[Extracted records — start]

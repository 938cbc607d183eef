//! Layered configuration shared by the `mysqlctl` library and binary.
//!
//! Values are merged from built-in defaults, an optional configuration file,
//! `MYSQLCTL_*` environment variables, and command-line flags, in increasing
//! order of precedence. Every field is optional; the accessors fold in the
//! defaults from [`defaults`] so callers never observe an unset value.
//!
//! The controller resolves these values once, when an instance is
//! constructed. Lifecycle operations never consult the process environment.

use std::time::Duration;

use camino::{Utf8Path, Utf8PathBuf};
pub use ortho_config::OrthoConfig;
use serde::{Deserialize, Serialize};
use thiserror::Error;

mod defaults;
mod logging;

pub use defaults::{
    DEFAULT_CHARSET, DEFAULT_DATA_ROOT, DEFAULT_DBA_USER, DEFAULT_LOG_FILTER, DEFAULT_MYSQL_ROOT,
    DEFAULT_POLL_INTERVAL, DEFAULT_REPL_USER, DEFAULT_VT_ROOT, DEFAULT_WAIT_ITERATIONS,
    default_data_root, default_log_filter, default_log_format, default_mysql_root,
    default_vt_root,
};
pub use logging::{LogFormat, LogFormatParseError};

/// Rejected configuration values.
#[derive(Debug, Clone, PartialEq, Eq, Error)]
pub enum ConfigError {
    /// Roots end up in symlink targets and tool arguments, so they must not
    /// depend on the working directory.
    #[error("{field} must be an absolute path, got '{path}'")]
    RelativePath {
        field: &'static str,
        path: Utf8PathBuf,
    },
    #[error("wait_iterations must be at least 1")]
    NoWaitIterations,
}

/// Controller configuration.
#[derive(Debug, Clone, Default, PartialEq, Eq, Deserialize, Serialize, OrthoConfig)]
#[ortho_config(prefix = "MYSQLCTL")]
#[serde(default)]
pub struct Config {
    /// Engine installation root containing `bin/` and `lib/mysql`.
    pub mysql_root: Option<Utf8PathBuf>,
    /// Installation root holding `config/mycnf` and `data/bootstrap/`.
    pub vt_root: Option<Utf8PathBuf>,
    /// Parent directory of every instance root.
    pub data_root: Option<Utf8PathBuf>,
    /// Shared root consulted for identity-directory redirection.
    pub shared_root: Option<Utf8PathBuf>,
    /// Number of poll rounds for start and shutdown waits.
    pub wait_iterations: Option<u32>,
    /// Delay between poll rounds, in milliseconds.
    pub poll_interval_ms: Option<u64>,
    /// Privileged account name.
    pub dba_user: Option<String>,
    /// Replication account name.
    pub repl_user: Option<String>,
    /// Connection character set.
    pub charset: Option<String>,
    /// Tracing filter expression.
    pub log_filter: Option<String>,
    /// Log output format.
    pub log_format: Option<LogFormat>,
}

impl Config {
    /// Engine installation root.
    pub fn mysql_root(&self) -> Utf8PathBuf {
        self.mysql_root.clone().unwrap_or_else(default_mysql_root)
    }

    /// Installation root holding templates and bootstrap artefacts.
    pub fn vt_root(&self) -> Utf8PathBuf {
        self.vt_root.clone().unwrap_or_else(default_vt_root)
    }

    /// Parent directory of every instance root.
    pub fn data_root(&self) -> Utf8PathBuf {
        self.data_root.clone().unwrap_or_else(default_data_root)
    }

    /// Shared root; falls back to the data root.
    pub fn shared_root(&self) -> Utf8PathBuf {
        self.shared_root.clone().unwrap_or_else(|| self.data_root())
    }

    /// Number of poll rounds before giving up.
    pub fn wait_iterations(&self) -> u32 {
        self.wait_iterations.unwrap_or(DEFAULT_WAIT_ITERATIONS)
    }

    /// Delay between poll rounds.
    pub fn poll_interval(&self) -> Duration {
        self.poll_interval_ms
            .map_or(DEFAULT_POLL_INTERVAL, Duration::from_millis)
    }

    /// Privileged account name.
    pub fn dba_user(&self) -> &str {
        self.dba_user.as_deref().unwrap_or(DEFAULT_DBA_USER)
    }

    /// Replication account name.
    pub fn repl_user(&self) -> &str {
        self.repl_user.as_deref().unwrap_or(DEFAULT_REPL_USER)
    }

    /// Connection character set.
    pub fn charset(&self) -> &str {
        self.charset.as_deref().unwrap_or(DEFAULT_CHARSET)
    }

    /// Tracing filter expression.
    pub fn log_filter(&self) -> &str {
        self.log_filter.as_deref().unwrap_or(DEFAULT_LOG_FILTER)
    }

    /// Log output format.
    pub fn log_format(&self) -> LogFormat {
        self.log_format.unwrap_or_else(default_log_format)
    }

    /// Checks values the accessors cannot repair.
    ///
    /// # Errors
    ///
    /// Returns the first [`ConfigError`] found.
    pub fn validate(&self) -> Result<(), ConfigError> {
        let roots = [
            ("mysql_root", self.mysql_root()),
            ("vt_root", self.vt_root()),
            ("data_root", self.data_root()),
            ("shared_root", self.shared_root()),
        ];
        if let Some((field, path)) = roots.into_iter().find(|(_, path)| path.is_relative()) {
            return Err(ConfigError::RelativePath { field, path });
        }
        if self.wait_iterations() == 0 {
            return Err(ConfigError::NoWaitIterations);
        }
        Ok(())
    }

    /// Returns a copy rooted under `base`, used by tests and sandboxes that
    /// keep every artefact beneath one directory.
    pub fn rooted_at(base: &Utf8Path) -> Self {
        Self {
            mysql_root: Some(base.join("mysql")),
            vt_root: Some(base.join("dist")),
            data_root: Some(base.join("vt")),
            ..Self::default()
        }
    }
}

[Extracted records — finish]

> [Problem to work on]
Return the line that contains "if let Some((field, path))", along with every line after it in the data above, exactly and with nothing else.

> [Answer below]
        if let Some((field, path)) = roots.into_iter().find(|(_, path)| path.is_relative()) {
            return Err(ConfigError::RelativePath { field, path });
        }
        if self.wait_iterations() == 0 {
            return Err(ConfigError::NoWaitIterations);
        }
        Ok(())
    }

    /// Returns a copy rooted under `base`, used by tests and sandboxes that
    /// keep every artefact beneath one directory.
    pub fn rooted_at(base: &Utf8Path) -> Self {
        Self {
            mysql_root: Some(base.join("mysql")),
            vt_root: Some(base.join("dist")),
            data_root: Some(base.join("vt")),
            ..Self::default()
        }
    }
}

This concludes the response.